Comme rappel, au printemps 2014, des hackers russes ont piraté la Commission centrale des élections créant un véritable chaos politique. En 2015, le logiciel malveillant BlackEnergy entreprend la première cyberattaque contre une entreprise énergétique à grande échelle. Plus de 230 000 Ukrainiens perdent leur électricité durant 6 heures. En 2016, les lumières des villes sont ciblées.

« Intégrée aux réseaux européens, l’Ukraine offre une porte d’accès pour pirater le reste de l’Europe. »

Laurens Cerulus, journaliste pour Politico

En 2017, le groupe de hackers NotPetya attaque plusieurs compagnies ukrainiennes faisant des dommages financiers de plus de 10 milliards de dollars. Il faut noter cependant que les compagnies utilisent, pour la plupart, des logiciels piratés et non officiellement protégés. C’est ce qui les rend particulièrement faciles à percer et à contrôler.

LA CYBERRÉSILIENCE

C’est la capacité d’une entité à fournir en permanence une défense, malgré les cyberattaques. Les États-Unis ont investi 10 millions de dollars en cyberrésilience, depuis le chaos électoral de 2014 en Ukraine. Une grande partie de ce budget soutient l’Ukraine dans la sécurisation de ses systèmes.

De surcroît, pour l’Union Européenne, en particulier, les cyberattaques soulignent l’urgence de renforcer, de manière générale, les cyberdéfenses de l’Ukraine.

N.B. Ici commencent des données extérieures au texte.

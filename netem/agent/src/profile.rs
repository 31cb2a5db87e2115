//! Runtime state of one active traffic profile.
//!
//! A profile owns one nftables table named after it, holding up to two
//! direction chains. Its identity is the resource UID; the impairment
//! parameters are opaque here and only compared for change detection.

use std::hash::{Hash, Hasher};

use k8s_openapi::api::core::v1::Pod;
use kube::ResourceExt;
use netem_crd::{selector::LabelSelectorExt, TrafficProfile};
use serde_json::Value;
use tracing::Level;

use crate::{
    context::Ctx,
    direction::Direction,
    emitter::Emitter,
    error::AgentResult,
    nft::{NftCommand, NftObject, Table, TABLE_PREFIX},
};

/// UID of a profile resource, falling back to its name for objects that
/// never hit the API server (tests, files).
pub fn profile_uid(profile: &TrafficProfile) -> String {
    profile
        .metadata
        .uid
        .clone()
        .unwrap_or_else(|| profile.name_any())
}

/// Whether the profile's pod selector matches the given pod.
pub fn profile_matches(profile: &TrafficProfile, pod: &Pod) -> bool {
    let labels = pod.metadata.labels.clone().unwrap_or_default();

    profile.spec.pod_selector.matches(&labels)
}

/// Canonical hash of an opaque parameter block. serde_json maps iterate
/// in key order, so equal documents hash equally regardless of input
/// formatting.
pub fn params_hash(parameters: &Value) -> u64 {
    let mut hasher = std::collections::hash_map::DefaultHasher::new();
    parameters.to_string().hash(&mut hasher);
    hasher.finish()
}

/// The slice of profile state a controller needs to drive its queueing
/// side: identity, mark and the opaque parameters.
#[derive(Clone, Debug)]
pub struct ProfileHandle {
    pub uid: String,
    pub name: String,
    pub mark: u32,
    pub parameters: Value,
}

pub struct ProfileState<E> {
    resource: TrafficProfile,
    uid: String,
    name: String,
    table: String,
    mark: u32,
    params_hash: u64,
    ingress: Option<Direction<E>>,
    egress: Option<Direction<E>>,
    ctx: Ctx<E>,
}

impl<E: Emitter> ProfileState<E> {
    pub fn new(ctx: Ctx<E>, resource: TrafficProfile) -> Self {
        let uid = profile_uid(&resource);
        let name = resource.name_any();
        let table = format!("{TABLE_PREFIX}-{name}");
        let params_hash = params_hash(&resource.spec.parameters);

        Self {
            resource,
            uid,
            name,
            table,
            mark: 0,
            params_hash,
            ingress: None,
            egress: None,
            ctx,
        }
    }

    pub fn name(&self) -> &str {
        &self.name
    }

    #[cfg(test)]
    pub fn uid(&self) -> &str {
        &self.uid
    }

    #[cfg(test)]
    pub fn mark(&self) -> u32 {
        self.mark
    }

    #[cfg(test)]
    pub fn table(&self) -> &str {
        &self.table
    }

    pub fn handle(&self) -> ProfileHandle {
        ProfileHandle {
            uid: self.uid.clone(),
            name: self.name.clone(),
            mark: self.mark,
            parameters: self.resource.spec.parameters.clone(),
        }
    }

    /// Install the packet classification side of the profile: the table,
    /// one chain per present direction and their rules.
    #[tracing::instrument(level = Level::DEBUG, skip(self), fields(profile = %self.name, mark), err)]
    pub async fn init(&mut self, mark: u32) -> AgentResult<()> {
        self.mark = mark;

        self.ctx
            .emitter
            .nft(vec![NftCommand::Add(NftObject::Table(Table::new(
                self.table.clone(),
            )))])
            .await?;

        if let Some(specs) = self.resource.spec.ingress.clone() {
            let mut direction = Direction::new(self.ctx.clone(), self.table.clone(), true, mark);
            direction.init(&specs).await?;
            self.ingress = Some(direction);
        }

        if let Some(specs) = self.resource.spec.egress.clone() {
            let mut direction = Direction::new(self.ctx.clone(), self.table.clone(), false, mark);
            direction.init(&specs).await?;
            self.egress = Some(direction);
        }

        tracing::info!(profile = %self.name, mark, "Initialized profile");

        Ok(())
    }

    /// Apply a MODIFIED resource. Directions are rewired differentially;
    /// the return value reports whether the impairment parameters changed
    /// and the controller therefore needs to act too.
    pub async fn update(&mut self, new: TrafficProfile) -> AgentResult<bool> {
        let ingress = new.spec.ingress.clone();
        let egress = new.spec.egress.clone();

        self.ingress = Self::update_direction(
            &self.ctx,
            &self.table,
            true,
            self.mark,
            self.ingress.take(),
            ingress,
        )
        .await?;
        self.egress = Self::update_direction(
            &self.ctx,
            &self.table,
            false,
            self.mark,
            self.egress.take(),
            egress,
        )
        .await?;

        let new_hash = params_hash(&new.spec.parameters);
        let params_changed = new_hash != self.params_hash;

        self.params_hash = new_hash;
        self.resource = new;

        Ok(params_changed)
    }

    async fn update_direction(
        ctx: &Ctx<E>,
        table: &str,
        ingress: bool,
        mark: u32,
        current: Option<Direction<E>>,
        specs: Option<Vec<netem_crd::RuleSpec>>,
    ) -> AgentResult<Option<Direction<E>>> {
        match (current, specs) {
            (Some(mut direction), Some(specs)) => {
                direction.update(&specs).await?;
                Ok(Some(direction))
            }
            (Some(mut direction), None) => {
                direction.deinit().await?;
                Ok(None)
            }
            (None, Some(specs)) => {
                let mut direction = Direction::new(ctx.clone(), table.to_string(), ingress, mark);
                direction.init(&specs).await?;
                Ok(Some(direction))
            }
            (None, None) => Ok(None),
        }
    }

    /// Tear down both directions and the table.
    #[tracing::instrument(level = Level::DEBUG, skip(self), fields(profile = %self.name), err)]
    pub async fn deinit(&mut self) -> AgentResult<()> {
        if let Some(mut direction) = self.ingress.take() {
            direction.deinit().await?;
        }

        if let Some(mut direction) = self.egress.take() {
            direction.deinit().await?;
        }

        self.ctx
            .emitter
            .nft(vec![NftCommand::Delete(NftObject::Table(Table::new(
                self.table.clone(),
            )))])
            .await?;

        tracing::info!(profile = %self.name, "Deinitialized profile");

        Ok(())
    }
}

#[cfg(test)]
mod tests {
    use std::sync::Arc;

    use kube::api::ObjectMeta;
    use netem_crd::TrafficProfileSpec;

    use super::*;
    use crate::{emitter::MockEmitter, sets::SetStore};

    fn profile(name: &str, spec: serde_json::Value) -> TrafficProfile {
        let spec: TrafficProfileSpec = serde_json::from_value(spec).unwrap();
        let mut profile = TrafficProfile::new(name, spec);
        profile.metadata.uid = Some(format!("uid-{name}"));
        profile
    }

    fn relaxed_ctx() -> Ctx<MockEmitter> {
        let mut mock = MockEmitter::new();
        mock.expect_nft().returning(|cmds| match cmds.first() {
            Some(NftCommand::List(_)) => Ok(serde_json::json!({ "nftables": [] })),
            _ => Ok(serde_json::Value::Null),
        });

        let emitter = Arc::new(mock);
        let config = kube::Config::new("http://localhost:8080".parse().unwrap());

        Ctx {
            sets: Arc::new(SetStore::new(emitter.clone())),
            emitter,
            client: kube::Client::try_from(config).unwrap(),
        }
    }

    fn pod_with_labels(pairs: &[(&str, &str)]) -> Pod {
        Pod {
            metadata: ObjectMeta {
                name: Some("self".into()),
                labels: Some(
                    pairs
                        .iter()
                        .map(|(k, v)| (k.to_string(), v.to_string()))
                        .collect(),
                ),
                ..Default::default()
            },
            ..Default::default()
        }
    }

    #[test]
    fn matching_against_the_own_pod() {
        let profile = profile(
            "p1",
            serde_json::json!({
                "podSelector": {"matchLabels": {"app": "dut"}}
            }),
        );

        assert!(profile_matches(&profile, &pod_with_labels(&[("app", "dut")])));
        assert!(!profile_matches(&profile, &pod_with_labels(&[("app", "other")])));
        assert!(!profile_matches(&profile, &pod_with_labels(&[])));
    }

    #[test]
    fn empty_selector_matches_any_pod() {
        let profile = profile("p1", serde_json::json!({ "podSelector": {} }));

        assert!(profile_matches(&profile, &pod_with_labels(&[])));
    }

    #[tokio::test]
    async fn update_reports_parameter_changes_only() {
        let mut state = ProfileState::new(
            relaxed_ctx(),
            profile(
                "p1",
                serde_json::json!({
                    "podSelector": {},
                    "egress": [{"ports": [{"port": 80}]}],
                    "parameters": {"netem": {"delay": 0.1}}
                }),
            ),
        );
        state.init(1000).await.unwrap();

        // rule-level edit, same parameters: no controller action needed
        let changed = state
            .update(profile(
                "p1",
                serde_json::json!({
                    "podSelector": {},
                    "egress": [{"ports": [{"port": 80}]}, {"ports": [{"port": 443}]}],
                    "parameters": {"netem": {"delay": 0.1}}
                }),
            ))
            .await
            .unwrap();
        assert!(!changed);

        // parameter edit
        let changed = state
            .update(profile(
                "p1",
                serde_json::json!({
                    "podSelector": {},
                    "egress": [{"ports": [{"port": 80}]}, {"ports": [{"port": 443}]}],
                    "parameters": {"netem": {"delay": 0.2}}
                }),
            ))
            .await
            .unwrap();
        assert!(changed);
    }

    #[tokio::test]
    async fn directions_come_and_go_across_updates() {
        let mut state = ProfileState::new(
            relaxed_ctx(),
            profile(
                "p1",
                serde_json::json!({
                    "podSelector": {},
                    "egress": [{"ports": [{"port": 80}]}]
                }),
            ),
        );
        state.init(1000).await.unwrap();
        assert!(state.egress.is_some());
        assert!(state.ingress.is_none());

        state
            .update(profile(
                "p1",
                serde_json::json!({
                    "podSelector": {},
                    "ingress": [{"ports": [{"port": 22}]}]
                }),
            ))
            .await
            .unwrap();
        assert!(state.egress.is_none());
        assert!(state.ingress.is_some());
    }

    #[tokio::test]
    async fn table_name_carries_the_prefix() {
        let state = ProfileState::new(relaxed_ctx(), profile("p1", serde_json::json!({
            "podSelector": {}
        })));

        assert_eq!(state.table(), "k8s-netem-p1");
        assert_eq!(state.uid(), "uid-p1");
    }
}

Lutter contre la désinformation

L’aspect le plus visible de ce cyberconflit, préoccupant Russes et Ukrainiens, est la fulgurante désinformation organisée par Vladimir Poutine. Grâce à un contrôle total des médias sociaux et d’information, le président russe entend manipuler l’opinion publique russe en faveur de son idéologie. Y parviendra-t-il ?

Volodymyr Zelensky a appelé à la formation d’une cyberrésistance, en demandant à tous les Ukrainiens avec des compétences, de se préparer à aller cyberespionner l’adversaire.

BIBLIOGRAPHIE

Cerulus, Laurens. (2022). How Ukraine became a test bed for cyberweaponry. Politico.

McMillan, Robert et Volz, Dustin. (2022). Ukraine Hacks Signal Broad Risks of Cyberwar Even as Limited Scope Confounds Experts. The Wall Street Journal.

Seibt, Sébastian. (2022). Guerre en Ukraine : Il n’y a jamais eu une telle variété de cyberopérations dans un conflit. France 24.

The Economist Newspaper. (2022). Will war in Ukraine lead to a wider cyber-conflict?

Wikipédia. (2022). 2022 Ukraine cyberattacks.